The company was called beds4pets i think if that helps  I just love the bed, fantastic quality and really attractive piece of furniture


----------



## rachel001 (Feb 1, 2009)

They are adorable! You are very lucky! And how cute is that pug???!!! x


----------



## westie~ma (Mar 16, 2009)

Jess2308 said:


> Thanks guys!
> 
> The bed was a christmas present for my girls. Its a bunk bed! I got it from LKA from a company that imports from China so its not one that would be easy to get hold of, i think they advertise on ebay, but the one i bought was the only one they had in that size, the others are much smaller for tiny dogs or cats. Its great though as Maya likes to be up high and Lilah likes to be somewhere enclosed so they have a bunk each  They love it!
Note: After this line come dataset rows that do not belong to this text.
//! The fencing control loop.
//!
//! A [`Reconciler`] is level-triggered: every call to
//! [`Reconciler::reconcile`] compares the declared [`FencingSet`] with the
//! tracked state of every live instance and issues whatever fence or unfence
//! operations are needed to converge. Passes may run concurrently. Operations
//! on distinct instances proceed in parallel, while each instance holds an
//! exclusive lock for the duration of its operation; a pass that finds an
//! instance busy leaves it to the pass that owns the lock.
//!
//! Failed operations leave the instance in its in-progress state and are
//! retried by a later pass once the instance's backoff has elapsed.
//!
//! An instance's lock outlives its tracked state: if an instance leaves the
//! inventory and returns while an operation on it is still running, the new
//! state waits for that operation to finish, and the old operation's outcome
//! is not applied to the new state.

use crate::{
    executor::Execute, guard::TopologyGuard, state::Action, FencingSet, FencingState, InstanceId,
    InstanceStatus, Role, RoleAssignment, RoleViolation,
};
use ahash::AHashMap as HashMap;
use futures::future;
use parking_lot::RwLock;
use std::{
    collections::{BTreeMap, BTreeSet},
    sync::{
        atomic::{AtomicU64, Ordering},
        Arc,
    },
    time::Duration,
};
use tokio::{
    sync::{Mutex, OwnedMutexGuard},
    time::Instant,
};
use tracing::{debug, error, info, warn};

/// A point-in-time view of a cluster's declaration and inventory.
#[derive(Clone, Debug, PartialEq, Eq)]
pub struct Observation {
    pub fencing: FencingSet,
    pub instances: Vec<InstanceStatus>,
    pub roles: RoleAssignment,
}

/// The outcome of a reconciliation pass.
#[derive(Clone, Debug, PartialEq, Eq)]
pub struct Convergence {
    pub states: BTreeMap<InstanceId, FencingState>,

    /// True when every live instance is in the state its declaration calls
    /// for.
    pub converged: bool,

    /// When the cluster is not converged, how long to wait before the next
    /// pass.
    pub retry_after: Option<Duration>,

    pub violations: Vec<RoleViolation>,
}

/// Bounds the exponential backoff applied to an instance after failed
/// operations.
#[derive(Copy, Clone, Debug, PartialEq, Eq)]
pub struct RetryPolicy {
    pub base: Duration,
    pub max: Duration,
}

pub struct Reconciler<E> {
    executor: Arc<E>,
    retry: RetryPolicy,
    instances: Instances,

    /// Per-instance operation locks. An entry is kept while its instance is
    /// live or while an operation still holds it.
    locks: parking_lot::Mutex<HashMap<InstanceId, Arc<Mutex<()>>>>,

    generations: AtomicU64,
}

pub(crate) type Instances = Arc<RwLock<HashMap<InstanceId, Slot>>>;

#[derive(Debug)]
pub(crate) struct Slot {
    pub(crate) state: FencingState,

    /// The role the instance held when it was fenced.
    pub(crate) frozen_role: Option<Role>,

    /// Distinguishes this slot from earlier slots of the same instance.
    generation: u64,
    backoff: Backoff,
}

#[derive(Debug, Default)]
struct Backoff {
    failures: u32,
    not_before: Option<Instant>,
}

struct Operation {
    id: InstanceId,
    generation: u64,
    role: Role,
    action: Action,
    _permit: OwnedMutexGuard<()>,
}

// === impl RetryPolicy ===

impl Default for RetryPolicy {
    fn default() -> Self {
        Self {
            base: Duration::from_secs(1),
            max: Duration::from_secs(60),
        }
    }
}

impl RetryPolicy {
    fn delay(&self, failures: u32) -> Duration {
        let factor = 1u32.checked_shl(failures.saturating_sub(1)).unwrap_or(u32::MAX);
        self.base.saturating_mul(factor).min(self.max)
    }
}

// === impl Reconciler ===

impl<E: Execute> Reconciler<E> {
    pub fn new(executor: E, retry: RetryPolicy) -> Self {
        Self {
            executor: Arc::new(executor),
            retry,
            instances: Default::default(),
            locks: Default::default(),
            generations: AtomicU64::new(0),
        }
    }

    /// Returns a guard over this reconciler's instance states.
    pub fn guard(&self) -> TopologyGuard {
        TopologyGuard::new(self.instances.clone())
    }

    pub fn state(&self, id: &InstanceId) -> Option<FencingState> {
        self.instances.read().get(id).map(|slot| slot.state)
    }

    pub fn states(&self) -> BTreeMap<InstanceId, FencingState> {
        self.instances
            .read()
            .iter()
            .map(|(id, slot)| (id.clone(), slot.state))
            .collect()
    }

    /// Runs a single reconciliation pass, returning once every operation it
    /// issued has completed.
    pub async fn reconcile(&self, observation: &Observation) -> Convergence {
        let declared = observation
            .fencing
            .resolve(observation.instances.iter().map(|i| &i.id));

        let ops = self.plan(observation, &declared);
        if !ops.is_empty() {
            debug!(ops = ops.len(), "Executing fencing operations");
        }
        future::join_all(ops.into_iter().map(|op| self.execute(op))).await;

        self.converge(observation, &declared)
    }

    /// Advances instance states toward the declaration and claims the lock of
    /// every instance that needs an operation.
    fn plan(&self, observation: &Observation, declared: &BTreeSet<InstanceId>) -> Vec<Operation> {
        let now = Instant::now();
        let mut instances = self.instances.write();
        let mut locks = self.locks.lock();
        let is_live = |id: &InstanceId| observation.instances.iter().any(|i| i.id == *id);

        // Instances that left the inventory are forgotten, including any
        // pending request. Their locks stay until in-flight operations end.
        instances.retain(|id, slot| {
            let live = is_live(id);
            if !live {
                debug!(instance = %id, state = %slot.state, "Instance removed; dropping state");
            }
            live
        });
        locks.retain(|id, lock| is_live(id) || Arc::strong_count(lock) > 1);

        let mut ops = Vec::new();
        for status in &observation.instances {
            let lock = locks.entry(status.id.clone()).or_default().clone();
            let slot = instances.entry(status.id.clone()).or_insert_with(|| {
                Slot::adopt(status, self.generations.fetch_add(1, Ordering::Relaxed))
            });

            let Ok(permit) = lock.try_lock_owned() else {
                debug!(instance = %status.id, state = %slot.state, "Operation already in flight");
                continue;
            };

            // Another controller may have fenced an instance this one already
            // tracks as unfenced.
            if slot.state == FencingState::Unfenced && status.fence_marker {
                debug!(instance = %status.id, "Adopting fence marker");
                slot.state = FencingState::FencingRequested;
                slot.frozen_role = Some(status.role);
                slot.backoff = Backoff::default();
            }

            let (next, action) = slot.state.step(declared.contains(&status.id));
            let Some(action) = action else {
                continue;
            };

            if next == slot.state {
                if slot.backoff.pending(now) {
                    continue;
                }
            } else {
                debug!(instance = %status.id, from = %slot.state, to = %next, "Transitioning");
                if next == FencingState::FencingRequested && slot.frozen_role.is_none() {
                    slot.frozen_role = Some(observation.roles.role_of(&status.id));
                }
                slot.state = next;
                slot.backoff = Backoff::default();
            }

            ops.push(Operation {
                id: status.id.clone(),
                generation: slot.generation,
                role: observation.roles.role_of(&status.id),
                action,
                _permit: permit,
            });
        }
        ops
    }

    async fn execute(&self, op: Operation) {
        let Operation {
            id,
            generation,
            role,
            action,
            ..
        } = &op;
        let res = match action {
            Action::Fence => self.executor.fence(id, *role).await,
            Action::Unfence => self.executor.unfence(id, *role).await,
        };

        let mut instances = self.instances.write();
        let slot = instances
            .get_mut(id)
            .filter(|slot| slot.generation == *generation);
        let Some(slot) = slot else {
            debug!(instance = %id, %action, "Instance removed during operation");
            return;
        };
        match res {
            Ok(()) => {
                let state = slot.state.confirm(*action);
                if state != slot.state {
                    info!(instance = %id, %role, %state, "Fencing state converged");
                }
                if state == FencingState::Unfenced {
                    slot.frozen_role = None;
                }
                slot.state = state;
                slot.backoff = Backoff::default();
            }
            Err(error) => {
                let delay = slot.backoff.failed(&self.retry, Instant::now());
                warn!(instance = %id, %action, %error, retry_in = ?delay, "Fencing operation failed");
            }
        }
    }

    fn converge(&self, observation: &Observation, declared: &BTreeSet<InstanceId>) -> Convergence {
        let violations = self.guard().audit(&observation.roles);
        for violation in &violations {
            error!(%violation, "Role assignment changed while fenced");
        }

        let now = Instant::now();
        let instances = self.instances.read();
        let mut converged = true;
        let mut retry_after = None::<Duration>;
        let mut states = BTreeMap::new();
        for status in &observation.instances {
            let Some(slot) = instances.get(&status.id) else {
                continue;
            };
            if !slot.state.is_converged(declared.contains(&status.id)) {
                converged = false;
                let delay = slot.backoff.remaining(now).unwrap_or(self.retry.base);
                retry_after = Some(retry_after.map_or(delay, |d| d.min(delay)));
            }
            states.insert(status.id.clone(), slot.state);
        }

        Convergence {
            states,
            converged,
            retry_after,
            violations,
        }
    }
}

// === impl Slot ===

impl Slot {
    /// Creates the state for a newly observed instance. The marker is written
    /// before connections are refused, so an instance carrying it is only
    /// known to be fencing; the next operation settles it either way.
    fn adopt(status: &InstanceStatus, generation: u64) -> Self {
        let (state, frozen_role) = if status.fence_marker {
            debug!(instance = %status.id, "Adopting fenced instance");
            (FencingState::FencingRequested, Some(status.role))
        } else {
            (FencingState::Unfenced, None)
        };
        Self {
            state,
            frozen_role,
            generation,
            backoff: Backoff::default(),
        }
    }
}

// === impl Backoff ===

impl Backoff {
    fn pending(&self, now: Instant) -> bool {
        self.not_before.is_some_and(|t| now < t)
    }

    fn remaining(&self, now: Instant) -> Option<Duration> {
        self.not_before
            .map(|t| t.saturating_duration_since(now))
            .filter(|d| !d.is_zero())
    }

    fn failed(&mut self, policy: &RetryPolicy, now: Instant) -> Duration {
        self.failures = self.failures.saturating_add(1);
        let delay = policy.delay(self.failures);
        self.not_before = Some(now + delay);
        delay
    }
}

#[cfg(test)]
mod tests {
    use super::*;

    #[test]
    fn backoff_doubles_up_to_max() {
        let policy = RetryPolicy {
            base: Duration::from_secs(1),
            max: Duration::from_secs(10),
        };
        let delays = (1..=6).map(|n| policy.delay(n)).collect::<Vec<_>>();
        assert_eq!(
            delays,
            [1, 2, 4, 8, 10, 10].map(Duration::from_secs).to_vec()
        );
        assert_eq!(policy.delay(u32::MAX), policy.max);
    }
}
I think I've seen smaller ones but assumed they were for cats cos the bottom bunk was really enclosed with a small arch at front.

Their fluffy cushions look nice too, did they come with it or did you get them separate?


----------



## Nicky10 (Jan 11, 2010)

They're gorgeous especially the basenji


----------



## happysaz133 (Jun 5, 2008)

Aww they are gorgeous! I have to say, I'm especially fond of Basenji's 

That bed is so cute! My cats have a bunk bed similar, it came from Lidl


----------



## Jess2308 (May 12, 2009)

westie~ma said:


> I think I've seen smaller ones but assumed they were for cats cos the bottom bunk was really enclosed with a small arch at front.
> 
> Their fluffy cushions look nice too, did they come with it or did you get them separate?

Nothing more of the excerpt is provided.